I know the blog was promised to be moving forward through
the story, but with Kate’s insistence (and I always listen to my wife) I have decided to talk about today’s service
and how it applies to what we have been going through specifically since last Friday.
For those of you who are close to the process of going
through the kidney donation you know we have had quite a few delays in getting
approved to be the donor. Actually still
to this point I have not been 100% approved to be Ashley’s donor. That is just really crazy to say or think
after having agreed to be tested in the fall of 2010, and going through the
process of finding out if I was a match in May of 2011.
At this point in the
process; although I know it is horrible to say or even think Kate and I just
really want the process to be over, to have a date and know the surgery is
going to happen.
Back to Friday.
I was scheduled to meet with a local Nephrologist (kidney
doctor) on Friday at 1:20, the reason for this visit was because the
nephrologist who I met with at UNC had actually consulted on Ashley’s case and
by North Carolina law I am required to see an impartial doctor. So I showed up for my appointment and they
ask me if I had brought any of my paperwork, (did I mention that this appointment
was set up by UNC) which I had no idea I needed to bring. So know we are scrambling to try to contact
my case worker at UNC and get the information to the doctor. I was able to search my emails on my HTC EVO
(wonder if I could get a sponsorship) and find my records and email them to the
doctor’s office so we could have the appointment. Praise God, there wasn’t another delay because
of this.
The doctor’s visit went well, he seemed to think everything
checked out, however as he was reading my case he realized my father has some
health issues that he was worried could possibly be hereditary. He said he was 99% sure he would sign off,
but he needed to talk to my father’s doctor before he could give me the
OK. The best way I can explain my
feelings on Friday afternoon is I came home and hit about 50 golf balls into
the lake behind my house, and after that I was still a little frustrated. Fortunately it was basketball night so I got
to run some of that off. I also realize
that this really seems like a small inconvenience, and really it is, but it’s
just not always that easy to see the forest through the trees (that cliché is
dedicated to Steve Riniker).
Now Kate and I both are thankful to have a team of doctor’s
that are looking out for my best interest, but at this point we have had to get
a total of what seems like 100 doctors to sign off that I’m ok to donate and
now we are just adding one more (it has only really been 5).

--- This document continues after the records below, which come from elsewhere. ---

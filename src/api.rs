//! Arena facade: owns the ECS world, the event bus and the fixed-timestep
//! loop, and exposes the surface a client (renderer, net layer, bot driver)
//! talks to.

use crate::collision::{refresh_directory, CollisionDirectory, CollisionShape, Layer};
use crate::components::*;
use crate::events::{
    register_presentation_handlers, register_query_handlers, EventBus, FrameEffects,
};
use crate::level::{parse_level, EnemySpawn, LevelError};
use crate::systems::{
    combat, combo_decay_system, fire_projectile, movement_system, pickup_system,
    projectile_system, DeltaTime, ScoreBoard,
};
use crate::terrain::TerrainHandle;
use crate::world::{build_snapshot, Snapshot};
use bevy_ecs::prelude::*;

/// Session-level tuning knobs.
#[derive(Resource, Debug, Clone)]
pub struct ArenaConfig {
    /// Competitive play: every cross-unit hit damages. Co-op play heals
    /// player-on-player hits instead.
    pub competitive: bool,
    /// Seconds per simulation tick.
    pub fixed_timestep: f32,
    /// Cap on ticks consumed by a single `step` call, bounding catch-up
    /// work after a stall.
    pub max_ticks_per_step: u32,
}

impl Default for ArenaConfig {
    fn default() -> Self {
        Self {
            competitive: true,
            fixed_timestep: 1.0 / 60.0,
            max_ticks_per_step: 8,
        }
    }
}

/// Archetype pairs granted by pickups, rotated per spawn marker so level
/// authors get variety without encoding it in the file format.
const PICKUP_ROTATION: [(ShotType, ShotType); 5] = [
    (ShotType::Heavy, ShotType::Spread),
    (ShotType::Rapid, ShotType::Standard),
    (ShotType::Chain, ShotType::Fork),
    (ShotType::Mine, ShotType::Mine),
    (ShotType::Heal, ShotType::Standard),
];

/// The simulation core. Construct once, load a level, drive with `step`,
/// read back with `snapshot`.
pub struct ArenaWorld {
    world: World,
    bus: EventBus,
    tick: u64,
    time: f32,
    accumulator: f32,
    player_spawns: Vec<(f32, f32)>,
}

impl ArenaWorld {
    pub fn new(config: ArenaConfig) -> Self {
        let mut world = World::new();
        world.insert_resource(DeltaTime(config.fixed_timestep));
        world.insert_resource(TerrainHandle::default());
        world.insert_resource(CollisionDirectory::new());
        world.insert_resource(ScoreBoard::new());
        world.insert_resource(FrameEffects::default());
        world.insert_resource(config);

        let mut bus = EventBus::new();
        register_query_handlers(&mut bus);
        combat::register_handlers(&mut bus);
        register_presentation_handlers(&mut bus);

        Self {
            world,
            bus,
            tick: 0,
            time: 0.0,
            accumulator: 0.0,
            player_spawns: Vec::new(),
        }
    }

    // ------------------------------------------------------------------
    // Level lifecycle
    // ------------------------------------------------------------------

    /// Parse and install a level. On failure the previously loaded terrain
    /// and entities remain untouched.
    pub fn load_level(&mut self, text: &str) -> Result<(), LevelError> {
        let data = match parse_level(text) {
            Ok(data) => data,
            Err(err) => {
                log::warn!("level load rejected: {err}");
                return Err(err);
            }
        };

        self.world.resource::<TerrainHandle>().replace(data.field);
        self.player_spawns = data.player_spawns;
        for spawn in &data.enemy_spawns {
            self.spawn_enemy(spawn);
        }
        for (i, &(x, z)) in data.pickups.iter().enumerate() {
            let (primary, secondary) = PICKUP_ROTATION[i % PICKUP_ROTATION.len()];
            self.spawn_pickup(x, z, primary, secondary);
        }
        log::info!(
            "level loaded: {} player spawns, {} enemies, {} pickups",
            self.player_spawns.len(),
            data.enemy_spawns.len(),
            data.pickups.len()
        );
        Ok(())
    }

    pub fn player_spawns(&self) -> &[(f32, f32)] {
        &self.player_spawns
    }

    // ------------------------------------------------------------------
    // Spawning
    // ------------------------------------------------------------------

    pub fn spawn_player(&mut self, x: f32, z: f32) -> Entity {
        self.spawn_tank(Side::Player, x, z, Armed::default())
    }

    pub fn spawn_enemy(&mut self, spawn: &EnemySpawn) -> Entity {
        self.spawn_tank(
            Side::Enemy,
            spawn.x,
            spawn.z,
            Armed::new(spawn.primary, spawn.secondary),
        )
    }

    fn spawn_tank(&mut self, side: Side, x: f32, z: f32, armed: Armed) -> Entity {
        let slot = self.world.resource_mut::<ScoreBoard>().allocate_slot();
        let y = self.world.resource::<TerrainHandle>().surface_height(x, 0.0, z);
        let mut bundle = TankBundle::new(side, slot, x, y, z);
        bundle.armed = armed;
        let radius = bundle.stats.radius;
        let entity = self.world.spawn(bundle).id();
        let layer = match side {
            Side::Player => Layer::PLAYER_UNITS,
            Side::Enemy => Layer::ENEMY_UNITS,
        };
        self.world.resource_mut::<CollisionDirectory>().register(
            entity,
            CollisionShape::Unit { radius },
            layer,
        );
        entity
    }

    pub fn spawn_pickup(
        &mut self,
        x: f32,
        z: f32,
        primary: ShotType,
        secondary: ShotType,
    ) -> Entity {
        let y = self.world.resource::<TerrainHandle>().surface_height(x, 0.0, z);
        let entity = self
            .world
            .spawn((Pickup { primary, secondary }, Position::new(x, y, z)))
            .id();
        self.world.resource_mut::<CollisionDirectory>().register(
            entity,
            CollisionShape::Sphere { radius: 0.5 },
            Layer::PICKUPS,
        );
        entity
    }

    // ------------------------------------------------------------------
    // Client commands
    // ------------------------------------------------------------------

    /// Command a ground displacement for the next tick.
    pub fn set_move_intent(&mut self, entity: Entity, dx: f32, dz: f32) {
        if let Some(mut intent) = self.world.get_mut::<MoveIntent>(entity) {
            intent.dx = dx;
            intent.dz = dz;
        }
    }

    pub fn set_heading(&mut self, entity: Entity, heading: f32) {
        if let Some(mut h) = self.world.get_mut::<Heading>(entity) {
            h.0 = heading;
        }
    }

    pub fn fire(&mut self, entity: Entity) -> Option<Entity> {
        fire_projectile(&mut self.world, entity)
    }

    // ------------------------------------------------------------------
    // Stepping
    // ------------------------------------------------------------------

    /// Advance by wall-clock `dt`, running as many fixed ticks as have
    /// accumulated (bounded by the configured cap).
    pub fn step(&mut self, dt: f32) {
        let config = self.world.resource::<ArenaConfig>().clone();
        self.accumulator += dt;
        let mut ticks = 0;
        while self.accumulator >= config.fixed_timestep && ticks < config.max_ticks_per_step {
            self.fixed_update(config.fixed_timestep);
            self.accumulator -= config.fixed_timestep;
            ticks += 1;
        }
        if ticks == config.max_ticks_per_step && self.accumulator >= config.fixed_timestep {
            log::debug!("dropping {:.3}s of accumulated time", self.accumulator);
            self.accumulator = 0.0;
        }
    }

    /// One simulation tick: refresh the directory, run the resolver passes,
    /// drain the deferred queue, then sweep dead projectiles.
    fn fixed_update(&mut self, dt: f32) {
        self.world.resource_mut::<DeltaTime>().0 = dt;

        refresh_directory(&mut self.world);
        pickup_system(&mut self.world, &mut self.bus);
        movement_system(&mut self.world, &mut self.bus);
        projectile_system(&mut self.world, &mut self.bus);
        self.bus.process_queued(&mut self.world);
        combo_decay_system(&mut self.world);
        self.sweep();

        self.tick += 1;
        self.time += dt;
    }

    /// Despawn projectiles that resolved a terminal outcome this tick.
    fn sweep(&mut self) {
        let dead: Vec<Entity> = {
            let mut query = self.world.query::<(Entity, &Projectile)>();
            query
                .iter(&self.world)
                .filter(|(_, proj)| !proj.is_flying())
                .map(|(entity, _)| entity)
                .collect()
        };
        for entity in dead {
            self.world.despawn(entity);
            self.world
                .resource_mut::<CollisionDirectory>()
                .unregister(entity);
        }
    }

    // ------------------------------------------------------------------
    // Observation
    // ------------------------------------------------------------------

    pub fn tick(&self) -> u64 {
        self.tick
    }

    pub fn time(&self) -> f32 {
        self.time
    }

    pub fn snapshot(&mut self) -> Snapshot {
        build_snapshot(&mut self.world, self.tick, self.time)
    }

    pub fn snapshot_json(&mut self) -> Result<String, serde_json::Error> {
        self.snapshot().to_json()
    }

    /// Direct world access for tests and embedding hosts.
    pub fn world(&self) -> &World {
        &self.world
    }

    pub fn world_mut(&mut self) -> &mut World {
        &mut self.world
    }
}

impl Default for ArenaWorld {
    fn default() -> Self {
        Self::new(ArenaConfig::default())
    }
}

#[cfg(test)]
mod tests {
    use super::*;
    use crate::level::LEVEL_SIZE;

    /// Flat 128x128 level text, with `edit` applied to the mutable line
    /// grid before assembly. Even indices are glyph rows, odd are heights.
    fn level_text(edit: impl FnOnce(&mut Vec<Vec<char>>)) -> String {
        let mut lines: Vec<Vec<char>> = (0..LEVEL_SIZE * 2)
            .map(|i| {
                let fill = if i % 2 == 0 { '.' } else { '0' };
                vec![fill; LEVEL_SIZE]
            })
            .collect();
        edit(&mut lines);
        lines
            .into_iter()
            .map(|l| l.into_iter().collect::<String>())
            .collect::<Vec<_>>()
            .join("\n")
    }

    #[test]
    fn test_load_level_spawns_markers() {
        let mut arena = ArenaWorld::default();
        let text = level_text(|lines| {
            lines[20][10] = 'S';
            lines[40][30] = 'E';
            lines[60][50] = 'p';
        });
        arena.load_level(&text).unwrap();

        assert_eq!(arena.player_spawns().len(), 1);
        let snap = arena.snapshot();
        assert_eq!(snap.tanks.len(), 1);
        assert_eq!(snap.tanks[0].side, Side::Enemy);
        assert_eq!(snap.pickups.len(), 1);
    }

    #[test]
    fn test_bad_level_keeps_prior_terrain() {
        let mut arena = ArenaWorld::default();
        let text = level_text(|lines| {
            lines[21][10] = '5';
        });
        arena.load_level(&text).unwrap();
        let height_before = arena.world.resource::<TerrainHandle>().height(10.5, 10.5);
        assert_eq!(height_before, 5);

        assert!(arena.load_level("not a level").is_err());
        let height_after = arena.world.resource::<TerrainHandle>().height(10.5, 10.5);
        assert_eq!(height_after, 5);
    }

    #[test]
    fn test_fixed_timestep_accumulation() {
        let mut arena = ArenaWorld::new(ArenaConfig {
            fixed_timestep: 0.25,
            ..ArenaConfig::default()
        });
        arena.load_level(&level_text(|_| {})).unwrap();

        arena.step(0.875);
        assert_eq!(arena.tick(), 3);
        arena.step(0.125);
        assert_eq!(arena.tick(), 4);
    }

    #[test]
    fn test_catch_up_is_bounded() {
        let mut arena = ArenaWorld::new(ArenaConfig {
            fixed_timestep: 0.01,
            max_ticks_per_step: 4,
            ..ArenaConfig::default()
        });
        arena.load_level(&level_text(|_| {})).unwrap();

        arena.step(1.0);
        assert_eq!(arena.tick(), 4);
    }

    #[test]
    fn test_player_moves_when_commanded() {
        let mut arena = ArenaWorld::default();
        arena.load_level(&level_text(|_| {})).unwrap();
        let player = arena.spawn_player(20.0, 20.0);

        arena.set_move_intent(player, 0.5, 0.0);
        arena.step(1.0 / 60.0);

        let pos = arena.world().get::<Position>(player).unwrap();
        assert!((pos.x - 20.5).abs() < 1e-4);
    }

    #[test]
    fn test_shot_damages_enemy_and_reports_in_snapshot() {
        let mut arena = ArenaWorld::default();
        arena.load_level(&level_text(|_| {})).unwrap();
        let player = arena.spawn_player(20.0, 20.0);
        let enemy = arena.spawn_enemy(&EnemySpawn {
            x: 20.0,
            z: 26.0,
            primary: ShotType::Standard,
            secondary: ShotType::Standard,
        });

        // Heading 0 faces +z, straight at the enemy.
        arena.set_heading(player, 0.0);
        arena.fire(player).unwrap();
        for _ in 0..120 {
            arena.step(1.0 / 60.0);
            if arena.world().get::<Health>(enemy).unwrap().current < 100.0 {
                break;
            }
        }

        let health = arena.world().get::<Health>(enemy).unwrap().current;
        assert!(health < 100.0, "enemy was never hit");

        // The damage notification reaches the presentation sink one queue
        // generation after the hit.
        arena.step(1.0 / 60.0);

        // The impact left no live projectile behind.
        let snap = arena.snapshot();
        assert!(snap.projectiles.is_empty());
        assert!(snap.damage.iter().any(|d| d.target == enemy.to_bits()));
    }

    #[test]
    fn test_pickup_collection_rearms_player() {
        let mut arena = ArenaWorld::default();
        arena.load_level(&level_text(|_| {})).unwrap();
        let player = arena.spawn_player(20.0, 20.0);
        arena.spawn_pickup(20.5, 20.0, ShotType::Heavy, ShotType::Spread);

        arena.step(1.0 / 60.0);

        let armed = arena.world().get::<Armed>(player).unwrap();
        assert_eq!(armed.primary, ShotType::Heavy);
    }

    #[test]
    fn test_snapshot_json_round_trip() {
        let mut arena = ArenaWorld::default();
        arena.load_level(&level_text(|_| {})).unwrap();
        arena.spawn_player(5.0, 5.0);
        arena.step(1.0 / 60.0);

        let json = arena.snapshot_json().unwrap();
        let parsed: Snapshot = serde_json::from_str(&json).unwrap();
        assert_eq!(parsed.tanks.len(), 1);
    }
}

So my dad is going to have to call his doctor on Monday and
give her approval to talk to my doctor before we can go in front of the board
at Chapel Hill again. Hopefully this
will happen quickly but you know how it is with doctors (sorry if there are any
doctors who are reading this, the majority of my experiences have been great).
So now you are up to date and back to the message, John
spoke about patience and perseverance and God’s timing. He spoke much more elegantly than I can about
how are faith in God, helps us to grow as we have our own personal struggles.
As it clearly says in 2 Peter 1:5-7 “For this very reason, make
every effort to add to your faith goodness; and to goodness, knowledge; and to
knowledge, self-control; and to self-control, perseverance; and to
perseverance, godliness; and to godliness, brotherly kindness; and to brotherly
kindness, love.”
Kate and I know that God has a plan for this surgery, he has a
date picked out and a time to do it, and sometimes it is very hard to not push
your own will onto the situation though.
We will patiently (and sometimes impatiently) wait for his timing and
move forward on this with prayer and petition.
We were very comforted by the message today and are thankful that
God gave us ears to hear it. I would
like to leave you with the following verse.
2nd Peter 3:8-9 “But do not forget this one
thing, dear friends: With the Lord a day is like a thousand years, and a
thousand years are like a day. 9 The Lord is not
slow in keeping his promise, as some understand slowness. Instead he is patient
with you, not wanting anyone to perish, but everyone to come to repentance.”